(Stored data)
===

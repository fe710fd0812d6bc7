//! Flake installable and `sprout flake` integration tests.

use predicates::prelude::*;

use super::common::TestEnv;

#[test]
fn build_flake_default_package() {
  let env = TestEnv::with_flake();

  env
    .sprout_cmd()
    .current_dir(env.flake_dir())
    .arg("build")
    .assert()
    .success()
    .stdout(predicate::str::ends_with("-flake-hello\n"));
}

#[test]
fn build_flake_fragment() {
  let env = TestEnv::with_flake();

  env
    .sprout_cmd()
    .args(["build", "./flake#hello"])
    .assert()
    .success()
    .stdout(predicate::str::ends_with("-flake-hello\n"));
}

#[test]
fn build_flake_missing_fragment() {
  let env = TestEnv::with_flake();

  env
    .sprout_cmd()
    .args(["build", "./flake#nope"])
    .assert()
    .failure()
    .stderr(predicate::str::contains("cannot find installable"));
}

#[test]
fn run_flake_app() {
  let env = TestEnv::with_flake();

  env
    .sprout_cmd()
    .args(["run", "./flake#greet", "--", "-c", "echo greeted"])
    .assert()
    .success()
    .stdout("greeted\n");
}

#[test]
fn lock_file_is_written_next_to_local_flake() {
  let env = TestEnv::with_flake();

  env.sprout_cmd().args(["build", "./flake"]).assert().success();

  let lock = std::fs::read_to_string(env.flake_dir().join("flake.lock")).unwrap();
  assert!(lock.contains("\"dep\""), "lock file: {lock}");
}

#[test]
fn flake_update_rewrites_lock_file() {
  let env = TestEnv::with_flake();

  env
    .sprout_cmd()
    .args(["flake", "update", "./flake"])
    .assert()
    .success()
    .stdout(predicate::str::contains("Updated"));

  assert!(env.flake_dir().join("flake.lock").exists());
}

#[test]
fn flake_update_rejects_remote_flakes() {
  let env = TestEnv::empty();

  env
    .sprout_cmd()
    .args(["flake", "update", "github:example/project"])
    .assert()
    .failure()
    .stderr(predicate::str::contains("cannot update lock file of flake"));
}

#[test]
fn no_update_lock_file_leaves_directory_alone() {
  let env = TestEnv::with_flake();

  env
    .sprout_cmd()
    .args(["build", "--no-update-lock-file", "./flake"])
    .assert()
    .success();

  assert!(!env.flake_dir().join("flake.lock").exists());
}

#[test]
fn flake_info_shows_description() {
  let env = TestEnv::with_flake();

  env
    .sprout_cmd()
    .args(["flake", "info", "./flake"])
    .assert()
    .success()
    .stdout(predicate::str::contains("Integration test flake"))
    .stdout(predicate::str::contains("sha256:"))
    .stdout(predicate::str::contains("Inputs:"))
    .stdout(predicate::str::contains("dep"));
}

#[test]
fn flake_info_json_lists_outputs() {
  let env = TestEnv::with_flake();

  let out = TestEnv::stdout_of(env.sprout_cmd().args(["flake", "info", "--json", "./flake"]));
  let json: serde_json::Value = serde_json::from_str(&out).unwrap();

  assert_eq!(json["description"], "Integration test flake");
  let outputs: Vec<&str> = json["outputs"]
    .as_array()
    .unwrap()
    .iter()
    .map(|v| v.as_str().unwrap())
    .collect();
  assert_eq!(outputs, ["apps", "checks", "defaultPackage", "packages"]);
}

#[test]
fn flake_check_builds_checks() {
  let env = TestEnv::with_flake();

  env
    .sprout_cmd()
    .args(["flake", "check", "./flake"])
    .assert()
    .success()
    .stdout(predicate::str::contains("Checked"));

  env
    .sprout_cmd()
    .args(["build", "--no-build", "./flake#hello"])
    .assert()
    .success();
}

#[test]
fn flake_check_rejects_malformed_outputs() {
  let env = TestEnv::empty();
  env.write_file(
    "bad/flake.lua",
    "return { outputs = function() return { packages = 'oops' } end }",
  );

  env
    .sprout_cmd()
    .args(["flake", "check", "./bad"])
    .assert()
    .failure()
    .stderr(predicate::str::contains("must be an attribute set"));
}

#[test]
fn flake_init_then_build() {
  let env = TestEnv::empty();

  env
    .sprout_cmd()
    .args(["flake", "init"])
    .assert()
    .success()
    .stdout(predicate::str::contains("Created"));
  assert!(env.path().join("flake.lua").exists());

  env
    .sprout_cmd()
    .args(["flake", "init"])
    .assert()
    .failure()
    .stderr(predicate::str::contains("already exists"));

  env
    .sprout_cmd()
    .arg("build")
    .assert()
    .success()
    .stdout(predicate::str::ends_with("-hello\n"));
}

#[test]
fn flake_clone_copies_source() {
  let env = TestEnv::with_flake();
  let dest = env.path().join("copy");

  env
    .sprout_cmd()
    .args(["flake", "clone", "./flake", "--dest"])
    .arg(&dest)
    .assert()
    .success();

  assert_eq!(
    std::fs::read_to_string(dest.join("flake.lua")).unwrap(),
    std::fs::read_to_string(env.flake_dir().join("flake.lua")).unwrap()
  );
}

#[test]
fn registry_add_list_remove() {
  let env = TestEnv::with_flake();
  let target = format!("path:{}", env.flake_dir().display());

  env
    .sprout_cmd()
    .args(["flake", "add", "mine", &target])
    .assert()
    .success();

  env
    .sprout_cmd()
    .args(["flake", "list"])
    .assert()
    .success()
    .stdout(predicate::str::contains("flake:mine"));

  env
    .sprout_cmd()
    .args(["build", "mine#hello"])
    .assert()
    .success()
    .stdout(predicate::str::ends_with("-flake-hello\n"));

  env.sprout_cmd().args(["flake", "remove", "mine"]).assert().success();

  env
    .sprout_cmd()
    .args(["flake", "remove", "mine"])
    .assert()
    .failure()
    .stderr(predicate::str::contains("not in the user registry"));
}

#[test]
fn override_flake_wins_over_registries() {
  let env = TestEnv::with_flake();
  let target = format!("path:{}", env.flake_dir().display());

  env
    .sprout_cmd()
    .args(["build", "--override-flake", "other", &target, "other#hello"])
    .assert()
    .success()
    .stdout(predicate::str::ends_with("-flake-hello\n"));
}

===

Your assignment:
Examine the records above and give the number of lines in which the string "dest" appears, with no other words.

Response:
4